El Doctor X siguió hablando.

—No tengo dudas de que encontrará la forma de cuidar de ellas. Como ha demostrado en el caso del libro y la niña, es un magistrado demasiado sabio para no comprender la importancia de una educación adecuada en los niños pequeños. No dudo que exhibirá la misma preocupación por cada una de estas doscientas cincuenta mil niñas como hizo por la pequeña niña bárbara.

El juez Fang se puso derecho, giró y entró por la puerta.

—Salga de la habitación y cierre la puerta —le dijo al camarero.

Cuando él y el Doctor estuvieron a solas, el juez Fang se enfrentó al Doctor X, se echó de rodillas, se inclinó hacia delante y tocó con la frente tres veces la cubierta.

—¡Por favor, Su Señoría! —exclamó el Doctor X—, soy yo el que debería estar honrándole de esa forma.

—Durante algún tiempo he estado considerando un cambio de carrera —dijo el juez Fang, quedándose sentado en el suelo. Se detuvo antes de continuar como si se lo pensase otra vez. Pero el Doctor X no le había dejado salida. No hubiese sido propio del Doctor X tender una trampa de la que uno pudiese escapar.

Como había dicho el Maestro: «El mecánico que desea realizar bien su trabajo debe primero afilar las herramientas. Cuando vivas en cualquier estado, sirve a los que lo merezcan de entre sus grandes oficiales, y hazte amigo de los más virtuosos entre sus estudiosos».

—En realidad, estoy satisfecho de mi carrera, pero insatisfecho con mi afiliación tribal. He acabado desconfiando de la República Costera y he llegado a la conclusión de que mi verdadero hogar se encuentra en el Reino Celeste. A menudo me he preguntado si el Reino Celeste necesita un magistrado, aunque sea uno tan pobremente cualificado como yo.
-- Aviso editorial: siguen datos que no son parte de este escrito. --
/* src/cli/codegen/src/emit/static_asset.rs */

use base64::Engine;
use base64::engine::general_purpose::STANDARD;

use super::{header_consts, respond_with, response_import};
use crate::cache::CachePolicy;
use crate::content_type::content_type_for;
use crate::js::{Function, Item, JsModule, js_string};
use crate::options::GeneratorOptions;
use crate::route_file::RouteFile;

/// Embed the asset bytes in the module so serving needs no filesystem access.
pub fn static_asset_module(file: &RouteFile, bytes: &[u8], options: &GeneratorOptions) -> JsModule {
  let content_type = content_type_for(&file.name, file.extension.as_deref());
  let cache = CachePolicy::for_static_asset(&file.name, options.mode);
  let encoded = STANDARD.encode(bytes);

  JsModule::new()
    .import(response_import(options))
    .items(header_consts(content_type, cache.header_value()))
    .item(Item::constant("buffer", format!("Buffer.from({}, 'base64')", js_string(&encoded))))
    .item(Item::Function(Function::exported("GET", &[], vec![respond_with("buffer")])))
    .item(Item::exported_const("dynamic", "'force-static'"))
}
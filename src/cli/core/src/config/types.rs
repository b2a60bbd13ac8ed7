/* src/cli/core/src/config/types.rs */

use anyhow::{Result, bail};
use seam_metaroute::options::{DEFAULT_RESOLVER_MODULE, DEFAULT_RESPONSE_MODULE};
use seam_metaroute::{BuildMode, GeneratorOptions};
use serde::Deserialize;

/// The parts of `seam.toml` this tool reads. Other sections are ignored so
/// the file can be shared with the rest of the seam toolchain.
#[derive(Debug, Clone, Default, Deserialize)]
pub struct SeamConfig {
  #[serde(default)]
  pub project: Option<ProjectConfig>,
  #[serde(default)]
  pub metadata: MetadataSection,
}

#[derive(Debug, Clone, Deserialize)]
pub struct ProjectConfig {
  pub name: String,
}

#[derive(Debug, Clone, Deserialize)]
pub struct MetadataSection {
  pub mode: Option<BuildMode>,
  pub validate_ids: Option<bool>,
  #[serde(default = "default_app_dir")]
  pub app_dir: String,
  #[serde(default = "default_out_dir")]
  pub out_dir: String,
  #[serde(default = "default_response_module")]
  pub response_module: String,
  #[serde(default = "default_resolver_module")]
  pub resolver_module: String,
}

impl Default for MetadataSection {
  fn default() -> Self {
    Self {
      mode: None,
      validate_ids: None,
      app_dir: default_app_dir(),
      out_dir: default_out_dir(),
      response_module: default_response_module(),
      resolver_module: default_resolver_module(),
    }
  }
}

fn default_app_dir() -> String {
  "app".to_string()
}

fn default_out_dir() -> String {
  ".seam/metadata".to_string()
}

fn default_response_module() -> String {
  DEFAULT_RESPONSE_MODULE.to_string()
}

fn default_resolver_module() -> String {
  DEFAULT_RESOLVER_MODULE.to_string()
}

impl MetadataSection {
  pub fn validate(&self) -> Result<()> {
    if self.app_dir.trim().is_empty() {
      bail!("metadata.app_dir must not be empty");
    }
    if self.out_dir.trim().is_empty() {
      bail!("metadata.out_dir must not be empty");
    }
    if self.response_module.trim().is_empty() {
      bail!("metadata.response_module must not be empty");
    }
    if self.resolver_module.trim().is_empty() {
      bail!("metadata.resolver_module must not be empty");
    }
    Ok(())
  }

  /// Mode precedence: CLI flag, then `[metadata].mode`, then `NODE_ENV`.
  pub fn resolve_mode(&self, cli: Option<BuildMode>, node_env: Option<&str>) -> BuildMode {
    cli.or(self.mode).unwrap_or_else(|| BuildMode::from_node_env(node_env))
  }

  pub fn generator_options(&self, mode: BuildMode) -> GeneratorOptions {
    let mut options = GeneratorOptions::new(mode);
    if let Some(validate) = self.validate_ids {
      options.validate_ids = validate;
    }
    options.response_module.clone_from(&self.response_module);
    options.resolver_module.clone_from(&self.resolver_module);
    options
  }
}
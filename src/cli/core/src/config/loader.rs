/* src/cli/core/src/config/loader.rs */

use std::path::{Path, PathBuf};

use anyhow::{Context, Result, bail};

use super::types::SeamConfig;

/// Walk upward from `start` to find `seam.toml`, like Cargo.toml discovery
pub fn find_seam_config(start: &Path) -> Result<PathBuf> {
  let mut dir =
    start.canonicalize().with_context(|| format!("failed to canonicalize {}", start.display()))?;
  loop {
    let candidate = dir.join("seam.toml");
    if candidate.is_file() {
      return Ok(candidate);
    }
    if !dir.pop() {
      bail!("seam.toml not found (searched upward from {})", start.display());
    }
  }
}

pub fn load_seam_config(path: &Path) -> Result<SeamConfig> {
  let content =
    std::fs::read_to_string(path).with_context(|| format!("failed to read {}", path.display()))?;
  let config: SeamConfig =
    toml::from_str(&content).with_context(|| format!("failed to parse {}", path.display()))?;
  config.metadata.validate().with_context(|| format!("invalid {}", path.display()))?;
  Ok(config)
}

/// Resolve the config for a command. An explicit path must load; otherwise
/// `seam.toml` is searched upward from `cwd` and defaults apply when absent.
/// Returns the directory paths in the config are relative to.
pub fn resolve_config(explicit: Option<&Path>, cwd: &Path) -> Result<(PathBuf, SeamConfig)> {
  let path = match explicit {
    Some(p) => p.to_path_buf(),
    None => match find_seam_config(cwd) {
      Ok(p) => p,
      Err(_) => return Ok((cwd.to_path_buf(), SeamConfig::default())),
    },
  };
  let config = load_seam_config(&path)?;
  let base_dir = path
    .parent()
    .filter(|p| !p.as_os_str().is_empty())
    .map_or_else(|| cwd.to_path_buf(), Path::to_path_buf);
  Ok((base_dir, config))
}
—Ésa es una pregunta que tendré que transmitir a mis superiores —dijo el Doctor X—. Sin embargo, dado que el Reino Celeste no tiene actualmente magistrados de ningún tipo y, por tanto, no tiene sistema judicial real, creo que será posible que se le pueda encontrar algún papel para alguien con las grandes cualificaciones que tiene usted.

—Entiendo ahora por qué desea tanto el libro de la pequeña niña —dijo el juez Fang—. Hay que educar a estas jóvenes.

—No deseo el libro tanto como deseo a su diseñador, el Artifex Hackworth —dijo el Doctor X—. Mientras el libro se encontrase en algún lugar de los Territorios Cedidos, había alguna esperanza de que Hackworth lo hallase… es lo que más desea. Si yo hubiese encontrado el libro, podría haber acabado con esas esperanzas, y Hackworth tendría que volver a mí, ya fuese para recuperar el libro o para compilar otro ejemplar.

—¿Desea algo de Hackworth?

—Él vale por mil ingenieros menores. Y debido a varias penalidades de las últimas décadas, el Reino Celeste no tiene demasiados ingenieros menores; todos han sido atraídos por las promesas de riquezas de la República Costera.

—Mañana me pondré en contacto con Hackworth —dijo el juez Fang—. Recibirá la información de que el hombre conocido para los bárbaros como el Doctor X ha encontrado la copia perdida del libro.

—Bien —dijo el Doctor X—. Esperaré oír de él.